Collected data:
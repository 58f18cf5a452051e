use regex::Regex;
use serde_json::Value;
use vigil_common::context_key;

/// Comparison operators, tried in this order when splitting an expression.
/// Two-character operators come before their one-character prefixes so that
/// `>` never eats `>=`.
#[derive(Debug, Clone, Copy, PartialEq, Eq)]
pub enum Op {
    Eq,
    Ne,
    Ge,
    Le,
    Gt,
    Lt,
    Contains,
    Matches,
}

impl std::fmt::Display for Op {
    fn fmt(&self, f: &mut std::fmt::Formatter<'_>) -> std::fmt::Result {
        match self {
            Op::Eq => write!(f, "=="),
            Op::Ne => write!(f, "!="),
            Op::Ge => write!(f, ">="),
            Op::Le => write!(f, "<="),
            Op::Gt => write!(f, ">"),
            Op::Lt => write!(f, "<"),
            Op::Contains => write!(f, "contains"),
            Op::Matches => write!(f, "matches"),
        }
    }
}

/// Split tokens in trial order. Word operators require surrounding spaces so
/// they cannot match inside identifiers or quoted strings.
const OPERATORS: &[(&str, Op)] = &[
    ("==", Op::Eq),
    ("!=", Op::Ne),
    (">=", Op::Ge),
    ("<=", Op::Le),
    (">", Op::Gt),
    ("<", Op::Lt),
    (" contains ", Op::Contains),
    (" matches ", Op::Matches),
];

/// One step of a `[BODY]` extraction path.
#[derive(Debug, Clone, PartialEq, Eq)]
pub enum PathSeg {
    Key(String),
    Index(usize),
}

#[derive(Debug, Clone, PartialEq)]
pub enum Operand {
    /// `[KEY]`, optionally with an extraction path (BODY only).
    Placeholder { key: String, path: Vec<PathSeg> },
    /// A JSON literal; single-quoted strings are normalized to JSON strings.
    Literal(Value),
    /// The `undefined` token, and the result of any failed extraction.
    Undefined,
    /// Anything that did not parse. Evaluates to false.
    Invalid,
}

#[derive(Debug, Clone)]
pub(crate) enum Parsed {
    Compare {
        lhs: Operand,
        op: Op,
        rhs: Operand,
        /// Pre-compiled pattern when `op` is `matches` with a literal rhs.
        regex: Option<Regex>,
    },
    /// No operator: the expression must be the JSON literal `true`.
    Bare(Operand),
    Invalid,
}

/// A parsed condition. Construction never fails; an unparseable source is
/// retained and evaluates to `false`.
#[derive(Debug, Clone)]
pub struct Condition {
    raw: String,
    pub(crate) parsed: Parsed,
}

impl Condition {
    pub fn parse(source: &str) -> Self {
        let parsed = parse_expression(source);
        Self {
            raw: source.to_string(),
            parsed,
        }
    }

    pub fn raw(&self) -> &str {
        &self.raw
    }

    /// True when the source split into a recognized expression shape.
    pub fn is_well_formed(&self) -> bool {
        !matches!(self.parsed, Parsed::Invalid)
            && !matches!(
                self.parsed,
                Parsed::Compare {
                    lhs: Operand::Invalid,
                    ..
                } | Parsed::Compare {
                    rhs: Operand::Invalid,
                    ..
                } | Parsed::Bare(Operand::Invalid)
            )
    }
}

fn parse_expression(source: &str) -> Parsed {
    let trimmed = source.trim();
    if trimmed.is_empty() {
        return Parsed::Invalid;
    }

    for (token, op) in OPERATORS {
        if let Some(at) = find_outside_quotes(trimmed, token) {
            let lhs = parse_operand(&trimmed[..at]);
            let rhs = parse_operand(&trimmed[at + token.len()..]);
            let regex = match (op, &rhs) {
                (Op::Matches, Operand::Literal(Value::String(pattern))) => {
                    Regex::new(pattern).ok()
                }
                _ => None,
            };
            return Parsed::Compare {
                lhs,
                op: *op,
                rhs,
                regex,
            };
        }
    }

    Parsed::Bare(parse_operand(trimmed))
}

/// Finds `token` outside single- or double-quoted regions, so that operators
/// embedded in string literals (`[BODY].x != "a == b"`) do not split the
/// expression. Works on bytes: tokens are ASCII, so a match can never start
/// inside a multi-byte character and every returned offset is a char
/// boundary.
fn find_outside_quotes(haystack: &str, token: &str) -> Option<usize> {
    let bytes = haystack.as_bytes();
    let token = token.as_bytes();
    let mut quote: Option<u8> = None;
    for i in 0..bytes.len() {
        let b = bytes[i];
        match quote {
            Some(q) => {
                if b == q {
                    quote = None;
                }
            }
            None => {
                if b == b'\'' || b == b'"' {
                    quote = Some(b);
                } else if bytes[i..].starts_with(token) {
                    return Some(i);
                }
            }
        }
    }
    None
}

fn parse_operand(raw: &str) -> Operand {
    let raw = raw.trim();
    if raw.is_empty() {
        return Operand::Invalid;
    }

    if let Some(rest) = raw.strip_prefix('[') {
        return parse_placeholder(rest);
    }

    if raw == "undefined" {
        return Operand::Undefined;
    }

    if let Ok(value) = serde_json::from_str::<Value>(raw) {
        return Operand::Literal(value);
    }

    // Single-quoted strings are accepted as a convenience ('healthy').
    if raw.len() >= 2 && raw.starts_with('\'') && raw.ends_with('\'') {
        let inner = &raw[1..raw.len() - 1];
        if !inner.contains('\'') {
            return Operand::Literal(Value::String(inner.to_string()));
        }
    }

    Operand::Invalid
}

fn parse_placeholder(after_bracket: &str) -> Operand {
    let Some(close) = after_bracket.find(']') else {
        return Operand::Invalid;
    };
    let key = &after_bracket[..close];
    if key.is_empty()
        || !key
            .chars()
            .all(|c| c.is_ascii_uppercase() || c.is_ascii_digit() || c == '_')
    {
        return Operand::Invalid;
    }

    let remainder = &after_bracket[close + 1..];
    if remainder.is_empty() {
        return Operand::Placeholder {
            key: key.to_string(),
            path: Vec::new(),
        };
    }

    // An extraction path is only meaningful on [BODY].
    if key != context_key::BODY {
        return Operand::Invalid;
    }
    match parse_path(remainder) {
        Some(path) if !path.is_empty() => Operand::Placeholder {
            key: key.to_string(),
            path,
        },
        _ => Operand::Invalid,
    }
}

/// Parses `.member`, `[0]`, `['key']` and `["key"]` segments.
fn parse_path(raw: &str) -> Option<Vec<PathSeg>> {
    let mut segments = Vec::new();
    let mut rest = raw;

    while !rest.is_empty() {
        if let Some(after_dot) = rest.strip_prefix('.') {
            let end = after_dot
                .find(|c: char| c == '.' || c == '[')
                .unwrap_or(after_dot.len());
            let name = &after_dot[..end];
            if name.is_empty() {
                return None;
            }
            segments.push(PathSeg::Key(name.to_string()));
            rest = &after_dot[end..];
        } else if let Some(after_bracket) = rest.strip_prefix('[') {
            let close = after_bracket.find(']')?;
            let inner = after_bracket[..close].trim();
            let segment = if let Ok(index) = inner.parse::<usize>() {
                PathSeg::Index(index)
            } else {
                let quoted = inner
                    .strip_prefix('\'')
                    .and_then(|s| s.strip_suffix('\''))
                    .or_else(|| inner.strip_prefix('"').and_then(|s| s.strip_suffix('"')))?;
                PathSeg::Key(quoted.to_string())
            };
            segments.push(segment);
            rest = &after_bracket[close + 1..];
        } else {
            return None;
        }
    }

    Some(segments)
}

What to produce: Each line holding the word "remainder" must be copied from the data.

Response area:
    let remainder = &after_bracket[close + 1..];
    if remainder.is_empty() {
    match parse_path(remainder) {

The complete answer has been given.